I want all things goat cheese this week. It must be my new favorite ingredient since I go through these type of phases.
Goat cheese on eggs, crackers, sandwiches, pasta, sauteed vegetables and chicken – it all sounds appealing and deeeelish!
It’s been awhile since I posted an egg recipe so I am back again with an easy breakfast scramble! Creamy goat cheese, fresh tomatoes, mushrooms and spinach combine for a veggie-packed breakfast that is both satisfying and filling. I served this scramble with leftover refried beans topped with crumbled goat cheese; I know it doesn’t match the cuisine but adding fiber-packed ingredients to my meals helps keep me full longer.
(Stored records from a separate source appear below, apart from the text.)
//! JSON output helpers.
//!
//! `JsonRenderer` prints one pretty-printed object per command;
//! `format_error` is used by every `--json` code path when a command fails.

use anyhow::{Context, Result};
use serde::Serialize;

use crate::application::services::AgentSummary;
use crate::domain::MatchReport;
use crate::domain::preflight::PreflightChecks;

/// Format a JSON error object.
///
/// Output (pretty-printed):
/// ```json
/// {
///   "error": true,
///   "message": "..."
/// }
/// ```
///
/// # Errors
///
/// Returns an error if JSON serialization fails.
pub fn format_error(message: &str) -> Result<String> {
    let obj = serde_json::json!({
        "error": true,
        "message": message,
    });
    serde_json::to_string_pretty(&obj).context("JSON serialization failed")
}

/// Renders command results as JSON on stdout.
pub struct JsonRenderer;

#[derive(Serialize)]
struct CheckOutput<'a> {
    ok: bool,
    checks: &'a PreflightChecks,
    issues: &'a [String],
}

impl JsonRenderer {
    fn print(value: &impl Serialize) -> Result<()> {
        let out = serde_json::to_string_pretty(value).context("JSON serialization failed")?;
        println!("{out}");
        Ok(())
    }

    /// # Errors
    ///
    /// Returns an error if JSON serialization fails.
    pub fn render_version(&self, version: &str) -> Result<()> {
        Self::print(&serde_json::json!({ "version": version }))
    }

    /// # Errors
    ///
    /// Returns an error if JSON serialization fails.
    pub fn render_check(&self, checks: &PreflightChecks, issues: &[String]) -> Result<()> {
        Self::print(&CheckOutput {
            ok: issues.is_empty(),
            checks,
            issues,
        })
    }

    /// # Errors
    ///
    /// Returns an error if JSON serialization fails.
    pub fn render_match(&self, report: &MatchReport) -> Result<()> {
        Self::print(report)
    }

    /// # Errors
    ///
    /// Returns an error if JSON serialization fails.
    pub fn render_summary(&self, summary: &AgentSummary) -> Result<()> {
        Self::print(summary)
    }
}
Mediterranean Scramble with Goat Cheese
4 eggs, whisked
2 tsp coconut oil (butter, ghee or other oil could be used)
4-5 button mushrooms, sliced
1 garlic clove, minced
1/4 tsp Italian seasoning
1 Roma tomato, diced
3 cups of fresh baby spinach
2-3 Tbsp goat cheese, crumbled
salt and pepper to taste
1. In a large skillet, heat oil or butter in a medium skillet. Add mushrooms and saute for 2 minutes. Toss in garlic and seasoning and saute for 30 seconds or until fragrant.
2. Add spinach and tomato and stir for 30 seconds then move putting veggies to the side of the pan. Add whisked eggs to the other side of the skillet and let cook for a few minutes, stirring occasionally until cooked through. Stir veggies and eggs together and season with salt and pepper.
3. Top with crumbled goat cheese and serve immediately. Enjoy!